Description Petr Menšík 2023-06-03 22:55:12 UTC

Link to unbound thread:
https://lists.nlnetlabs.nl/pipermail/unbound-users/2023-April/008075.html

I would like to have Fedora ready to enable DNSSEC eventually in default installation. But I stumbled on issue with systemd-resolved, where it prevented resolution of default fedora ntp server specified by the distribution. In unbound the problem would be similar.

Problem is that ntp service chrony does not use special DNS library, so it does not know times used in DNSSEC signatures. And unbound (or any other validating resolver) does not know secure obtained

Reproducible: Didn't try

Steps to Reproduce:
1. Have incorrect time or unknown time for the machine
2. Have dnssec validation resolver started early during boot.
3. Expect NTP service will correct time, without lowering significantly security of the system
Actual Results:
ntp.org is not DNSSEC signed, but org. zone is. If the time is wrong, validating resolver will return SERVFAIL. That makes chrony fail to

Expected Results:
If the name can be resolved, the system should have mechanism to auto-correct system time without disabling DNSSEC protection as best as it can.

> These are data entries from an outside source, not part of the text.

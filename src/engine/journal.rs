//! Staged modifications of a ZIP archive.
//!
//! The journal is an ordered table of slots. A slot either refers to an
//! entry of the archive as it was opened, carries new content, or is empty
//! because its entry was removed. Nothing here touches the disk.

use std::collections::HashMap;

use super::{EntryRecord, EntrySource};
use crate::method::{CompressionMethod, EncryptionMethod};
use crate::password::Password;
use crate::timestamp::Timestamp;
use crate::{Error, Result};

/// Metadata of an entry as found in the archive on open.
#[derive(Debug, Clone)]
pub(crate) struct OriginalEntry {
    pub raw_name: Vec<u8>,
    pub modified: Option<Timestamp>,
    pub crc32: u32,
    pub size: u64,
    pub compressed_size: u64,
    pub compression: CompressionMethod,
    pub encryption: EncryptionMethod,
    pub flags: u16,
    pub extra: Vec<u8>,
    pub comment: String,
}

/// New content staged for a slot.
#[derive(Debug, Clone)]
pub(crate) struct StagedContent {
    pub source: EntrySource,
    pub size: u64,
    pub crc32: Option<u32>,
    pub modified: Timestamp,
}

/// One journal slot.
#[derive(Debug, Clone)]
pub(crate) struct Slot {
    pub raw_name: Vec<u8>,
    /// Position of the entry in the opened archive, if it came from there.
    pub origin: Option<usize>,
    pub content: Option<StagedContent>,
    pub compression: Option<(CompressionMethod, u32)>,
    pub encryption: Option<(EncryptionMethod, Option<Password>)>,
    pub modified: Option<Timestamp>,
}

impl Slot {
    fn new(raw_name: Vec<u8>, origin: Option<usize>) -> Self {
        Self {
            raw_name,
            origin,
            content: None,
            compression: None,
            encryption: None,
            modified: None,
        }
    }

    /// True if committing must decode and re-encode this entry.
    pub fn needs_encode(&self) -> bool {
        self.content.is_some()
            || self.compression.is_some()
            || self.encryption.is_some()
            || self.modified.is_some()
    }
}

/// The ordered slot table plus archive-level staged state.
#[derive(Debug, Default)]
pub(crate) struct Journal {
    originals: Vec<OriginalEntry>,
    slots: Vec<Option<Slot>>,
    by_name: HashMap<Vec<u8>, u64>,
    original_comment: Vec<u8>,
    comment: Option<Vec<u8>>,
    dirty: bool,
}

impl Journal {
    /// Builds a journal mirroring an opened archive.
    pub fn new(originals: Vec<OriginalEntry>, comment: Vec<u8>) -> Self {
        let mut by_name = HashMap::with_capacity(originals.len());
        let mut slots = Vec::with_capacity(originals.len());
        for (i, original) in originals.iter().enumerate() {
            // First occurrence wins for duplicate names.
            by_name.entry(original.raw_name.clone()).or_insert(i as u64);
            slots.push(Some(Slot::new(original.raw_name.clone(), Some(i))));
        }
        Self {
            originals,
            slots,
            by_name,
            original_comment: comment,
            comment: None,
            dirty: false,
        }
    }

    pub fn slot_count(&self) -> u64 {
        self.slots.len() as u64
    }

    pub fn live_count(&self) -> usize {
        self.slots.iter().filter(|s| s.is_some()).count()
    }

    pub fn is_dirty(&self) -> bool {
        self.dirty
    }

    /// Forces a rewrite on commit, e.g. after truncating a non-empty file.
    pub fn mark_dirty(&mut self) {
        self.dirty = true;
    }

    pub fn original(&self, origin: usize) -> Option<&OriginalEntry> {
        self.originals.get(origin)
    }

    /// Live slots in index order.
    pub fn live_slots(&self) -> impl Iterator<Item = (u64, &Slot)> {
        self.slots
            .iter()
            .enumerate()
            .filter_map(|(i, s)| s.as_ref().map(|s| (i as u64, s)))
    }

    /// `Ok(None)` for a removed slot.
    pub fn slot(&self, index: u64) -> Result<Option<&Slot>> {
        let count = self.slot_count();
        self.slots
            .get(index as usize)
            .map(Option::as_ref)
            .ok_or(Error::InvalidIndex { index, count })
    }

    fn live_slot_mut(&mut self, index: u64) -> Result<&mut Slot> {
        let count = self.slot_count();
        match self.slots.get_mut(index as usize) {
            Some(Some(slot)) => Ok(slot),
            Some(None) => Err(Error::invalid_argument(format!(
                "entry {} has been removed",
                index
            ))),
            None => Err(Error::InvalidIndex { index, count }),
        }
    }

    pub fn locate(&self, raw_name: &[u8]) -> Option<u64> {
        self.by_name.get(raw_name).copied()
    }

    /// Stages content under a name, replacing a live entry of the same name.
    pub fn insert(&mut self, raw_name: &[u8], content: StagedContent) -> u64 {
        self.dirty = true;
        if let Some(index) = self.locate(raw_name) {
            if let Some(Some(slot)) = self.slots.get_mut(index as usize) {
                slot.content = Some(content);
                slot.compression = None;
                slot.encryption = None;
                slot.modified = None;
                return index;
            }
        }
        let index = self.slot_count();
        let mut slot = Slot::new(raw_name.to_vec(), None);
        slot.content = Some(content);
        self.slots.push(Some(slot));
        self.by_name.insert(raw_name.to_vec(), index);
        index
    }

    pub fn rename(&mut self, index: u64, raw_name: &[u8]) -> Result<()> {
        let old = self.live_slot_mut(index)?.raw_name.clone();
        if old == raw_name {
            return Ok(());
        }
        if self.locate(raw_name).is_some() {
            return Err(Error::invalid_argument(format!(
                "an entry named '{}' already exists",
                String::from_utf8_lossy(raw_name)
            )));
        }
        self.live_slot_mut(index)?.raw_name = raw_name.to_vec();
        if self.by_name.get(&old) == Some(&index) {
            self.by_name.remove(&old);
        }
        self.by_name.insert(raw_name.to_vec(), index);
        self.dirty = true;
        Ok(())
    }

    pub fn remove(&mut self, index: u64) -> Result<()> {
        let raw_name = self.live_slot_mut(index)?.raw_name.clone();
        self.slots[index as usize] = None;
        if self.by_name.get(&raw_name) == Some(&index) {
            self.by_name.remove(&raw_name);
            // A duplicate of the removed name becomes reachable again.
            let duplicate = self
                .live_slots()
                .find(|(_, s)| s.raw_name == raw_name)
                .map(|(i, _)| i);
            if let Some(i) = duplicate {
                self.by_name.insert(raw_name, i);
            }
        }
        self.dirty = true;
        Ok(())
    }

    pub fn set_compression(&mut self, index: u64, method: CompressionMethod, level: u32) -> Result<()> {
        self.live_slot_mut(index)?.compression = Some((method, level));
        self.dirty = true;
        Ok(())
    }

    pub fn set_encryption(
        &mut self,
        index: u64,
        method: EncryptionMethod,
        password: Option<Password>,
    ) -> Result<()> {
        self.live_slot_mut(index)?.encryption = Some((method, password));
        self.dirty = true;
        Ok(())
    }

    pub fn set_modified(&mut self, index: u64, time: Timestamp) -> Result<()> {
        self.live_slot_mut(index)?.modified = Some(time);
        self.dirty = true;
        Ok(())
    }

    pub fn comment(&self) -> &[u8] {
        self.comment.as_deref().unwrap_or(&self.original_comment)
    }

    pub fn set_comment(&mut self, raw: &[u8]) {
        if self.comment() != raw {
            self.comment = Some(raw.to_vec());
            self.dirty = true;
        }
    }

    /// True if the slot keeps its original bytes but under a new name.
    pub fn is_renamed(&self, slot: &Slot) -> bool {
        slot.origin
            .and_then(|o| self.original(o))
            .is_some_and(|o| o.raw_name != slot.raw_name)
    }

    /// Metadata of a slot with staged changes applied.
    pub fn record(&self, index: u64) -> Result<Option<EntryRecord>> {
        let Some(slot) = self.slot(index)? else {
            return Ok(None);
        };
        let mut record = match (&slot.content, slot.origin.and_then(|o| self.original(o))) {
            (Some(content), _) => EntryRecord {
                index,
                raw_name: slot.raw_name.clone(),
                modified: Some(content.modified),
                crc32: content.crc32,
                size: content.size,
                compressed_size: None,
                compression: CompressionMethod::Default,
                encryption: EncryptionMethod::None,
                flags: 0,
                extra: Vec::new(),
                comment: String::new(),
            },
            (None, Some(original)) => EntryRecord {
                index,
                raw_name: slot.raw_name.clone(),
                modified: original.modified,
                crc32: Some(original.crc32),
                size: original.size,
                compressed_size: Some(original.compressed_size),
                compression: original.compression,
                encryption: original.encryption,
                flags: original.flags,
                extra: original.extra.clone(),
                comment: original.comment.clone(),
            },
            (None, None) => {
                return Err(Error::Engine(format!("slot {} has no content", index)));
            }
        };
        if let Some((method, _)) = slot.compression {
            record.compression = method;
            record.compressed_size = None;
        }
        if let Some((method, _)) = &slot.encryption {
            record.encryption = *method;
            record.compressed_size = None;
        }
        if let Some(time) = slot.modified {
            record.modified = Some(time);
        }
        Ok(Some(record))
    }
}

Mirek Lichvar proposed to use fixed IP addresses to overcome such issues. That is certainly possible and should be preferred, if NTP servers are obtained from network. But if the network does not specify IP addresses, we have a name which should be resolved. Fixed address in /etc/hosts should not be used, because that would never be updated automatically. Chrony saving last working addresses on shutdown might be a way.

One possibility is to have cached IP addresses from last successful resolution. If the resolution fails, try to obtain time from address, which worked before. Installation media might contain initial hints saved during image build.

Daisuke HIGASHI provided hint: Unbound supports val-override-date: -1 mode, where it will check only signatures, but not timestamp ranges. That is certainly better than disabling DNSSEC validation until we have trusted time.

As pointed Tony Finch, we should prevent replay attack and use some lower bound. So instead of not checking timestamps at all, we should specify lowest verified time. Chrony saves drifts and that should have last known time saved. On installation media we might use the most recent modification timestamp as lower bound. Timestamps expired before that date should be ignored.

- Chrony should have a way to provide us trustworthy lower bound.
- Unbound should have a way to indicate it is the system time, which prevents (some) successful resolutions.
- Chrony might be able to trigger special mode, where val-override-date: -1 would be enabled. But should do that only in case the time is the issue. It should not enable it if network connectivity is the real cause. Any attacker should not be able to trigger this mode to take advantage of lowered security.

Comment 1 Petr Menšík 2023-06-03 23:04:14 UTC

I think statistics counter increasing each time the timestamp were not accepted for RRSIG, but otherwise the signature would pass, would be helpful. That would allow chrony to trigger time synchronization event, where we try to accept wider range of time for a initial time set. It could query that counter if all names known failed to resolve, whether to enable the special mode. But if it worked fine, it would boot with full security.

Useful for devices without RTC like raspberry PI or old devices, where the clock got wrong for whatever reason.

Comment 2 Petr Menšík 2023-06-05 15:06:20 UTC

Found interesting requirement:
https://www.ietf.org/archive/id/draft-ietf-dnsop-dnssec-validator-requirements-04.html#name-time-deviation-and-absence-

STARTUP:
A DRO MUST provide a mean to update the time without relying on DNSSEC when the DNSSEC validator is started. The resolver MUST NOT start if the time synchronization does not succeed at start time.

...
 In other words, the mechanisms may have to update the time over an unsecure DNSSEC resolution.

^ The problem I see with this is getaddrinfo() in glibc does not provide a way to make unsecure resolution. It either works or not. Usage of dns-specific API like res_query() would not use /etc/hosts and similar databases. So they can result in different responses.

It seems to me we should add ability to request validation of timestamps disabled in a query. Which is possible with CD bit set in DNS query, but nothing such is available in getaddrinfo().